“I’m going to wrap myself up again and go back to sleep. If you’ll leave me alone, I’ll wake up around sundown. Then we’ll talk some more. Agreed?”
“No.” Her gaze studied the black curtains. “Why aren’t you sweating?” she asked. “And why are you…sleeping in the daytime, wrapped up in those?”
“A long story,” was the answer.
“I have time. So do you.”
“No, I really don’t.” He managed a grim smile. “You see, I’m in pain right now. It’s still manageable…but I’ve got to get covered up. My skin. It’s not suited to the sun. The longer I stay exposed—even in this shade—the worse the pain becomes.” He paused to let that sink in. “Will you show me a little understanding?”
“I don’t understand any of this,” Ann said. But then some of the hardness left her eyes and she lowered the six. “You’re very…strange,” she offered.

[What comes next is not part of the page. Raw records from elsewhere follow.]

//! The unified property model.
//!
//! A symbol instance carries two physically different kinds of named fields:
//! fixed-text fields (attribute-like text slots) and parametric fields
//! (typed parameters that drive geometry). Both are surfaced as
//! [`PropertyModel`] values so reads and writes go through one interface,
//! dispatching on [`PropertyKind`] rather than on runtime type inspection.

pub mod set;

use crate::session::FieldHandle;

pub use set::PropertySet;

/// Runtime type code of a parametric field.
#[derive(Debug, Clone, Copy, PartialEq, Eq)]
pub enum ParamTypeCode {
    /// No runtime type; writes to such a field are silent no-ops.
    Null,
    Real,
    Integer,
    Text,
    /// Any other host type; coercion targets the field's current value.
    Other,
}

/// What a property is physically backed by, with the per-kind details
/// needed to write it correctly.
#[derive(Debug, Clone, Copy, PartialEq, Eq)]
pub enum PropertyKind {
    /// An attribute-like text slot.
    FixedText {
        /// The field stores rich text and must be updated through its
        /// contents accessor.
        rich_text: bool,
        /// The field uses default alignment; when false, an alignment fix
        /// pass runs after every write.
        default_alignment: bool,
    },
    /// A named dynamic parameter.
    Parametric { type_code: ParamTypeCode },
}

/// A property's value. `Null` stands for both "no value" and the zero value
/// of an untyped parameter.
#[derive(Debug, Clone, PartialEq)]
pub enum PropertyValue {
    Null,
    Text(String),
    Real(f64),
    Integer(i64),
    Bool(bool),
}

impl PropertyValue {
    /// The textual form used when this value is written into a fixed-text
    /// field, and in diagnostics.
    pub fn display_text(&self) -> String {
        match self {
            PropertyValue::Null => String::new(),
            PropertyValue::Text(s) => s.clone(),
            PropertyValue::Real(r) => format!("{}", r),
            PropertyValue::Integer(i) => format!("{}", i),
            PropertyValue::Bool(b) => format!("{}", b),
        }
    }

    pub fn as_real(&self) -> Option<f64> {
        match self {
            PropertyValue::Real(r) => Some(*r),
            PropertyValue::Integer(i) => Some(*i as f64),
            PropertyValue::Bool(b) => Some(if *b { 1.0 } else { 0.0 }),
            PropertyValue::Text(s) => s.trim().parse().ok(),
            PropertyValue::Null => None,
        }
    }

    pub fn as_integer(&self) -> Option<i64> {
        match self {
            PropertyValue::Integer(i) => Some(*i),
            PropertyValue::Real(r) if r.is_finite() => Some(r.round() as i64),
            PropertyValue::Real(_) => None,
            PropertyValue::Bool(b) => Some(if *b { 1 } else { 0 }),
            PropertyValue::Text(s) => s.trim().parse().ok(),
            PropertyValue::Null => None,
        }
    }

    pub fn as_bool(&self) -> Option<bool> {
        match self {
            PropertyValue::Bool(b) => Some(*b),
            PropertyValue::Integer(i) => Some(*i != 0),
            PropertyValue::Real(r) => Some(*r != 0.0),
            PropertyValue::Text(s) => match s.trim().to_lowercase().as_str() {
                "true" | "1" => Some(true),
                "false" | "0" => Some(false),
                _ => None,
            },
            PropertyValue::Null => None,
        }
    }

    /// Convert this value to the concrete variant of `like`, for parametric
    /// fields whose type code gives no better target.
    pub fn coerce_like(&self, like: &PropertyValue) -> Option<PropertyValue> {
        match like {
            PropertyValue::Null => Some(self.clone()),
            PropertyValue::Text(_) => Some(PropertyValue::Text(self.display_text())),
            PropertyValue::Real(_) => self.as_real().map(PropertyValue::Real),
            PropertyValue::Integer(_) => self.as_integer().map(PropertyValue::Integer),
            PropertyValue::Bool(_) => self.as_bool().map(PropertyValue::Bool),
        }
    }
}

impl From<&str> for PropertyValue {
    fn from(v: &str) -> Self {
        PropertyValue::Text(v.to_string())
    }
}

impl From<String> for PropertyValue {
    fn from(v: String) -> Self {
        PropertyValue::Text(v)
    }
}

impl From<f64> for PropertyValue {
    fn from(v: f64) -> Self {
        PropertyValue::Real(v)
    }
}

impl From<i64> for PropertyValue {
    fn from(v: i64) -> Self {
        PropertyValue::Integer(v)
    }
}

impl From<bool> for PropertyValue {
    fn from(v: bool) -> Self {
        PropertyValue::Bool(v)
    }
}

/// Typed extraction from a [`PropertyValue`], used by the typed read path.
///
/// `Null` coerces to the implementing type's zero value; `None` means the
/// stored value cannot represent the requested type.
pub trait FromPropertyValue: Sized + Default + PartialEq {
    fn from_value(value: &PropertyValue) -> Option<Self>;
}

impl FromPropertyValue for String {
    fn from_value(value: &PropertyValue) -> Option<Self> {
        Some(value.display_text())
    }
}

impl FromPropertyValue for f64 {
    fn from_value(value: &PropertyValue) -> Option<Self> {
        match value {
            PropertyValue::Null => Some(0.0),
            other => other.as_real(),
        }
    }
}

impl FromPropertyValue for i64 {
    fn from_value(value: &PropertyValue) -> Option<Self> {
        match value {
            PropertyValue::Null => Some(0),
            other => other.as_integer(),
        }
    }
}

impl FromPropertyValue for bool {
    fn from_value(value: &PropertyValue) -> Option<Self> {
        match value {
            PropertyValue::Null => Some(false),
            other => other.as_bool(),
        }
    }
}

/// One named property of a scanned symbol instance.
///
/// Equality covers the case-folded name and the value only; the source
/// field handle identifies location, not identity, and stays out of it.
#[derive(Debug, Clone)]
pub struct PropertyModel {
    name: String,
    kind: PropertyKind,
    value: PropertyValue,
    source: FieldHandle,
}

impl PropertyModel {
    pub fn new(name: String, kind: PropertyKind, value: PropertyValue, source: FieldHandle) -> Self {
        Self {
            name,
            kind,
            value,
            source,
        }
    }

    pub fn name(&self) -> &str {
        &self.name
    }

    pub fn kind(&self) -> PropertyKind {
        self.kind
    }

    pub fn value(&self) -> &PropertyValue {
        &self.value
    }

    pub fn source(&self) -> FieldHandle {
        self.source
    }

    pub(crate) fn set_value(&mut self, value: PropertyValue) {
        self.value = value;
    }
}

impl PartialEq for PropertyModel {
    fn eq(&self, other: &Self) -> bool {
        fold_name(&self.name) == fold_name(&other.name) && self.value == other.value
    }
}

/// Case-fold a property name for comparison and lookup.
pub(crate) fn fold_name(name: &str) -> String {
    name.to_lowercase()
}

/// Name lookup policy: exact anchored match, or case-insensitive substring
/// match for callers that only know part of the field name.
pub(crate) fn name_matches(name: &str, pattern: &str, exact: bool) -> bool {
    let name = fold_name(name);
    let pattern = fold_name(pattern);
    if exact {
        name == pattern
    } else {
        name.contains(&pattern)
    }
}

“Strange. Tired. And hurting.” He removed the Stetson and began to fold himself back into the black wings. “Please don’t take it on yourself to go any further from here. You need me more than you know.” It had occurred to him that though the citizens of Nocturne were also nightwalkers and were surely in their own cocoons and hiding places until sundown, there might be snares in the swamp left ready to trap the unwary daytime visitor, be it a curious logger or a politician’s daughter. He would hate for someone as pretty as Ann Kingsley to wind up with a faceful of metal spikes. “Swear it,” he added.
“I’m not swearing anything.” Even though she’d said it with force, she immediately softened her tone. “I said I’m not letting you out of my sight. I meant it.”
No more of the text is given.